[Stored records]
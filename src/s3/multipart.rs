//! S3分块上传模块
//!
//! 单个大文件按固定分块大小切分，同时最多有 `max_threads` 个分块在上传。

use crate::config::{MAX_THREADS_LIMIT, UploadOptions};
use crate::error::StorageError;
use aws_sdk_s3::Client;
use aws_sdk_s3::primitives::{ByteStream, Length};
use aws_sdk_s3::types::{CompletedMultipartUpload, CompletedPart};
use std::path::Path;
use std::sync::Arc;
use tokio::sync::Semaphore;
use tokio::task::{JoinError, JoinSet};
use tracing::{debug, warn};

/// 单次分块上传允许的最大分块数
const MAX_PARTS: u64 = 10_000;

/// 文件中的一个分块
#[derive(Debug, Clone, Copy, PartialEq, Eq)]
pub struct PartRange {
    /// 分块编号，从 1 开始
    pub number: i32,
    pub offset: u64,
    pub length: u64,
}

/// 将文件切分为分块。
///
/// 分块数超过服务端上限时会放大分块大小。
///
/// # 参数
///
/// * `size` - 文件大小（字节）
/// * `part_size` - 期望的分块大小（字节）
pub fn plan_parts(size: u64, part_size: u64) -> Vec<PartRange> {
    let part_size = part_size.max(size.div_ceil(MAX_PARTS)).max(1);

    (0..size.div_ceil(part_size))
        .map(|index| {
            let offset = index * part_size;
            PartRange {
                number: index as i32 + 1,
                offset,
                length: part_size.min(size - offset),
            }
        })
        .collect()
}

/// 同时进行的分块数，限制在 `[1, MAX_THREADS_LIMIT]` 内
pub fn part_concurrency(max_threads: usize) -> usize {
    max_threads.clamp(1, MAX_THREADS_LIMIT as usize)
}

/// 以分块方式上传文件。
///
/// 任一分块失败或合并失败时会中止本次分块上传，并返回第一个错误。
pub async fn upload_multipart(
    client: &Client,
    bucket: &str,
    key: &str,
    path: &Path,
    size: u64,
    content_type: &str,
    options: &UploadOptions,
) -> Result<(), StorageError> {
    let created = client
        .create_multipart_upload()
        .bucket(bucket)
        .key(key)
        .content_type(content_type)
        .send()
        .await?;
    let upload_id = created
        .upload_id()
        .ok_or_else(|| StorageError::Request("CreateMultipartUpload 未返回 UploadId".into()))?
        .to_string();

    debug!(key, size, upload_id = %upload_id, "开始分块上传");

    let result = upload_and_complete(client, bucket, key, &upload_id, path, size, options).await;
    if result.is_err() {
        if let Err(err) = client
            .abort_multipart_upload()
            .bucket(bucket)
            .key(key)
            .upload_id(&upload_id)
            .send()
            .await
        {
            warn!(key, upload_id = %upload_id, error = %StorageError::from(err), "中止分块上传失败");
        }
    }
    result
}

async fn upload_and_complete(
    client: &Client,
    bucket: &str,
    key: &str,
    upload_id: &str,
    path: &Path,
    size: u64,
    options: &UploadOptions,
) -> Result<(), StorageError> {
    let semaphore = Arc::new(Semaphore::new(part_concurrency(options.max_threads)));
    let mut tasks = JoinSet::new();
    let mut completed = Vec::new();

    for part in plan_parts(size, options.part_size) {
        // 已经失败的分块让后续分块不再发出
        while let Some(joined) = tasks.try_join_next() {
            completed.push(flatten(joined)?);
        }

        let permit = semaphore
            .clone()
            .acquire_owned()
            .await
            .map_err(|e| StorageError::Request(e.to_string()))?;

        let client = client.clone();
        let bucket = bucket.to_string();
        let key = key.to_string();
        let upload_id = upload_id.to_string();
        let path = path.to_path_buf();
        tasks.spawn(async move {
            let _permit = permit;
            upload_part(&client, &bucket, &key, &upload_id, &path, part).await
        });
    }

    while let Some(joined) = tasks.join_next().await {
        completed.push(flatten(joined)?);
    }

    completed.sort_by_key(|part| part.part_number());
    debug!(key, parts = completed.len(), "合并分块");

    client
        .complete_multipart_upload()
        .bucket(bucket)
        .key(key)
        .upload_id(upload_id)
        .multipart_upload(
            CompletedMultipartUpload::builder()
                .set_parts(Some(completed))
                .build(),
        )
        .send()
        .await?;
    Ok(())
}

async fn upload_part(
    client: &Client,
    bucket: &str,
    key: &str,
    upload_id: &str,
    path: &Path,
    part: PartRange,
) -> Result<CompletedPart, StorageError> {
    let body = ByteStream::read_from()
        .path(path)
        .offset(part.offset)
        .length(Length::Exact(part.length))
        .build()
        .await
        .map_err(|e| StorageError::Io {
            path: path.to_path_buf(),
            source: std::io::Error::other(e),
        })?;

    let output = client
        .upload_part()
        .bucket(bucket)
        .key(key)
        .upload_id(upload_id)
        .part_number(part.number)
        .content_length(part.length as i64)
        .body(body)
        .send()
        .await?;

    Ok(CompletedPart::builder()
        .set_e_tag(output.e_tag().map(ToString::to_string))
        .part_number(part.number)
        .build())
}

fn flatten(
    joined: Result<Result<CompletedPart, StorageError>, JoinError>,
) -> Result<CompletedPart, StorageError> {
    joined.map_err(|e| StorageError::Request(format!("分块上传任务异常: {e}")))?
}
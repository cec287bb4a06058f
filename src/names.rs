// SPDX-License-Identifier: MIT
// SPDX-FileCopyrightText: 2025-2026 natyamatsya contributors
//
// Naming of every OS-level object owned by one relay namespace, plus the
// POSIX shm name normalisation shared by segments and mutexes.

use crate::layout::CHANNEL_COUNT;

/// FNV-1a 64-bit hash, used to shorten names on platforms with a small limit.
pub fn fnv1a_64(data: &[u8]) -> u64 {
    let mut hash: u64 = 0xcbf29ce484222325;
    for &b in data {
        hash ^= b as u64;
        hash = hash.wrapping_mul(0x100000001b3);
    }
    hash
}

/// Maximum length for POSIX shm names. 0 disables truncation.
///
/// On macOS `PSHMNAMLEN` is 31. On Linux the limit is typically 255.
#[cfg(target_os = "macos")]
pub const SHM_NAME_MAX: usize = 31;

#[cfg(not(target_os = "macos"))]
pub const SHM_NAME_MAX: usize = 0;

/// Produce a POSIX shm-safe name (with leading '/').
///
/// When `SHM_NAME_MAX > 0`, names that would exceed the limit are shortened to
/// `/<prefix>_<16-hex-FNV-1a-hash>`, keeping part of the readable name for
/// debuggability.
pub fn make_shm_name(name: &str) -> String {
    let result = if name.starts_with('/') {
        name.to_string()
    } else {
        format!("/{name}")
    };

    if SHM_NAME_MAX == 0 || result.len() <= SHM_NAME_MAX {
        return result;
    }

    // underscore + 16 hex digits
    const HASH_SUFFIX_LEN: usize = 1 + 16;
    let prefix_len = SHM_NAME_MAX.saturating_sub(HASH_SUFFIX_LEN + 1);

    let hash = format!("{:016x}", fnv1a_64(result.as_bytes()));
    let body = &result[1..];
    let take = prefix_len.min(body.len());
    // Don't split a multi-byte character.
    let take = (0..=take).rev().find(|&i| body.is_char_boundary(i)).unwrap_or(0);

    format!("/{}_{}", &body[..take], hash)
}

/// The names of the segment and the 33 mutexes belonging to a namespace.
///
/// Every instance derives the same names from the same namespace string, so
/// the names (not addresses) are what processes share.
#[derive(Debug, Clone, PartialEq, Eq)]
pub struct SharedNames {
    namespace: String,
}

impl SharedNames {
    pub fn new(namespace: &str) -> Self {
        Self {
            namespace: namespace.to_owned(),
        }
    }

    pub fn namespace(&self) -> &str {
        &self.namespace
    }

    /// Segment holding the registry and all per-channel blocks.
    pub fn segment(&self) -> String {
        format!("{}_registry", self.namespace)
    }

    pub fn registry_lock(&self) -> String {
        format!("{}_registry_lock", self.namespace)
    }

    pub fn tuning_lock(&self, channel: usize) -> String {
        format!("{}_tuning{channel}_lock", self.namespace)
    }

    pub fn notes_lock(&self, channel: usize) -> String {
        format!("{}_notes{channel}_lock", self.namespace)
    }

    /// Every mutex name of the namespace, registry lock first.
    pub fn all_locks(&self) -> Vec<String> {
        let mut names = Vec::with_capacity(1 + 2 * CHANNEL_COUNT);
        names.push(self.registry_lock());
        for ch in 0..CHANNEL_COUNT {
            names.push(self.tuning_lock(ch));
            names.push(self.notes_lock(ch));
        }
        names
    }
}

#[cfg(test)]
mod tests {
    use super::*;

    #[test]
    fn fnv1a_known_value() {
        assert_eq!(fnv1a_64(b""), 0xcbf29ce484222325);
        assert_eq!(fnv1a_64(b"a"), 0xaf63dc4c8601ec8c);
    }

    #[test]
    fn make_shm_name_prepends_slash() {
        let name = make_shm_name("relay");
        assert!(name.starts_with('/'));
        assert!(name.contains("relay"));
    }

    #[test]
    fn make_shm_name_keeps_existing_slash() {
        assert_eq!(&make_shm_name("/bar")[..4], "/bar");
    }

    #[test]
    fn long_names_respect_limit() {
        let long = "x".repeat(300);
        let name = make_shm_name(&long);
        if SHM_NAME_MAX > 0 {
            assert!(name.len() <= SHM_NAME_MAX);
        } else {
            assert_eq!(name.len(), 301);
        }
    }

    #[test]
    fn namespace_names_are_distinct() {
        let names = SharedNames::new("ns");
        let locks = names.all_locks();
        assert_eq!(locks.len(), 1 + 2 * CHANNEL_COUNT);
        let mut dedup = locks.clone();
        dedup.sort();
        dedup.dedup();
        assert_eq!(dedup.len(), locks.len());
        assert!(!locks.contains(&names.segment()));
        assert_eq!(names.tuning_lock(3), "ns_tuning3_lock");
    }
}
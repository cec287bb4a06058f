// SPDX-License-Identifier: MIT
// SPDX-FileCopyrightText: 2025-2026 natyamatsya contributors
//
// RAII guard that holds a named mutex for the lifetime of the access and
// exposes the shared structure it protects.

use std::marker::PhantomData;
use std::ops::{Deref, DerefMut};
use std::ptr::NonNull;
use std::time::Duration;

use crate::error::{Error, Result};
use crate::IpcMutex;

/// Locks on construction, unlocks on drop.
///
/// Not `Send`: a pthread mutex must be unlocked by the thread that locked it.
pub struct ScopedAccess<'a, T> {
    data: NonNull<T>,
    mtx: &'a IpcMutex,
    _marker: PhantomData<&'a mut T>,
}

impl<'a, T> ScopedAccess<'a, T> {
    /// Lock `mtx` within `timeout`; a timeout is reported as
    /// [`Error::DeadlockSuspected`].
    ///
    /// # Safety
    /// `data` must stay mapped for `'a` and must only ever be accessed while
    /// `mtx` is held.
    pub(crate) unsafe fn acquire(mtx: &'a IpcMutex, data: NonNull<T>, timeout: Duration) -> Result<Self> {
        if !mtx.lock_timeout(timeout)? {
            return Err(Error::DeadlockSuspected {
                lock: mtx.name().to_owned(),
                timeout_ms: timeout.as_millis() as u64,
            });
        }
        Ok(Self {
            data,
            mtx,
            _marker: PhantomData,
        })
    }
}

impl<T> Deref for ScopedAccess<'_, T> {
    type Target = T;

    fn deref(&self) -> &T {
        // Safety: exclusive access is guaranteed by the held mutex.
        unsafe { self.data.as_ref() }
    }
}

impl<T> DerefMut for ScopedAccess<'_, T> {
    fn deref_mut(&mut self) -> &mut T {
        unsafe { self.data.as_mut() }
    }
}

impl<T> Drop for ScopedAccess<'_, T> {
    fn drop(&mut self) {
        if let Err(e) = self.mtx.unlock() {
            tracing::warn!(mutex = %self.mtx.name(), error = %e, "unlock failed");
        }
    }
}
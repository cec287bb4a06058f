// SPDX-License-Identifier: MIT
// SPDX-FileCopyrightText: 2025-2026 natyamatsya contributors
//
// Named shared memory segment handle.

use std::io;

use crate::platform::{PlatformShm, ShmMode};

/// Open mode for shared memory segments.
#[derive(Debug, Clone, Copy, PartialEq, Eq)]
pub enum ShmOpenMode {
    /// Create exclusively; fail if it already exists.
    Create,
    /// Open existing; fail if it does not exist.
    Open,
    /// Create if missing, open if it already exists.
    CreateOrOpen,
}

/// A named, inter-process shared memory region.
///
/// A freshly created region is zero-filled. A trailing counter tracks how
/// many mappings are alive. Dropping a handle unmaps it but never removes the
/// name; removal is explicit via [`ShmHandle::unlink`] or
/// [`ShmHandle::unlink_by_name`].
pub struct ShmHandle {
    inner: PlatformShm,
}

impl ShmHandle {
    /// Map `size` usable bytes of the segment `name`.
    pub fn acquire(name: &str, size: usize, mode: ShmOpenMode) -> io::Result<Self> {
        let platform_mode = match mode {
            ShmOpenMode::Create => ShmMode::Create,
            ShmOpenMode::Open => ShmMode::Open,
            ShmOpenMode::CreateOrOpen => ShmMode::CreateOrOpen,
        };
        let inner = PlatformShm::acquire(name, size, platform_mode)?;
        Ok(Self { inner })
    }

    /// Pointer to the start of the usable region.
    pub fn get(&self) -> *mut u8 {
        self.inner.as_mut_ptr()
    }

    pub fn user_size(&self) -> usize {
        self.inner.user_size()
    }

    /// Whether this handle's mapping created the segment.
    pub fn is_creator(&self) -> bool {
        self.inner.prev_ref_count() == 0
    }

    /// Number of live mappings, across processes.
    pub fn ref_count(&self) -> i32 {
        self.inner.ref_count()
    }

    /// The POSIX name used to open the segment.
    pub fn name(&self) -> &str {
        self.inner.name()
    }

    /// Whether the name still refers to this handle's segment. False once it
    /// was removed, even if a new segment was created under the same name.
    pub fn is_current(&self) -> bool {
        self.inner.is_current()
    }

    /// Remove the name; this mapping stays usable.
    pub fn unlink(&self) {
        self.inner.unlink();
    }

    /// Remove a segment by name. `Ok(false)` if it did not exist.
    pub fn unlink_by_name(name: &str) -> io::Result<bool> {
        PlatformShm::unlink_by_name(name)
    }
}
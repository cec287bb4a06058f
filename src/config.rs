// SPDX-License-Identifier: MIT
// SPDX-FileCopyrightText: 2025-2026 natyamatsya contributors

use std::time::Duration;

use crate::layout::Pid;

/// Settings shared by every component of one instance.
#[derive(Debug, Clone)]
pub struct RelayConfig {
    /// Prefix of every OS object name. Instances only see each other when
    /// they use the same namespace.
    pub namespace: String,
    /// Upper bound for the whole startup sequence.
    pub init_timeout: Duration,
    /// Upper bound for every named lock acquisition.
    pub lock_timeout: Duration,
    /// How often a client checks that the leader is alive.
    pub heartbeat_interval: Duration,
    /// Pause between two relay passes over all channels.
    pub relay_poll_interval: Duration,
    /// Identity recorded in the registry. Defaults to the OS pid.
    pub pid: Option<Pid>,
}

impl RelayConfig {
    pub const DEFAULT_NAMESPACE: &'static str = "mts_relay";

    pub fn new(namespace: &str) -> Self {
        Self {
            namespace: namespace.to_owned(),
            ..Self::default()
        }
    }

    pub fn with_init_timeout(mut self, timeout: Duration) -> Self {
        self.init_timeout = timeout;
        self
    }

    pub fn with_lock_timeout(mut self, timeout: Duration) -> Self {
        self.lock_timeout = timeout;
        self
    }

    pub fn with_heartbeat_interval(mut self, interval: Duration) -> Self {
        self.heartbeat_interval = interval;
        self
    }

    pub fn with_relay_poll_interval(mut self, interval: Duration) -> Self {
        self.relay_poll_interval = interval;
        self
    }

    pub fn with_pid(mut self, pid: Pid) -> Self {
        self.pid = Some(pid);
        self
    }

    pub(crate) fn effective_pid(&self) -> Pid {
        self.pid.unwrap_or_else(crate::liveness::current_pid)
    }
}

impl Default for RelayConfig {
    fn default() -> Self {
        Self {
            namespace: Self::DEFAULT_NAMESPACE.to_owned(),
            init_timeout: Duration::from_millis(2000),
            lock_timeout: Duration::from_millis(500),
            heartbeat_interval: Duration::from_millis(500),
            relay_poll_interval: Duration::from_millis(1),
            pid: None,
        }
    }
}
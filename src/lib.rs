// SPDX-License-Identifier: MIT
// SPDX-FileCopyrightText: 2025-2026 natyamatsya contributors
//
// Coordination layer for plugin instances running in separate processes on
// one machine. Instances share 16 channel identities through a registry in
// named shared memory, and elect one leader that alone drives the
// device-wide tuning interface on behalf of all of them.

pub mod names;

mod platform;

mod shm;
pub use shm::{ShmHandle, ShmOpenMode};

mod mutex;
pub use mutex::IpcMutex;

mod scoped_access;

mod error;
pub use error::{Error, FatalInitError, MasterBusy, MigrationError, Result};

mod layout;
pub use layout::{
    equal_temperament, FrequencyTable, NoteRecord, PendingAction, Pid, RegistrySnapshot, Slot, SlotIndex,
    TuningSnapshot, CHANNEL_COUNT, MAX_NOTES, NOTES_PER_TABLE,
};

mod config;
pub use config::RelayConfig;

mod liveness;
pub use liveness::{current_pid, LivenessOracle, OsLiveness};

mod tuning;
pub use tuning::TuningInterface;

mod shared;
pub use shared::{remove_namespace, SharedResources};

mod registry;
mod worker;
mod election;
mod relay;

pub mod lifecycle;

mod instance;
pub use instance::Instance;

● DIRECTIONS:
Return each line from the records that includes the word "filename".

● REPLY TO THE EXERCISE:
filename src/s3/multipart.rs
filename src/names.rs
filename src/config.rs
filename src/lib.rs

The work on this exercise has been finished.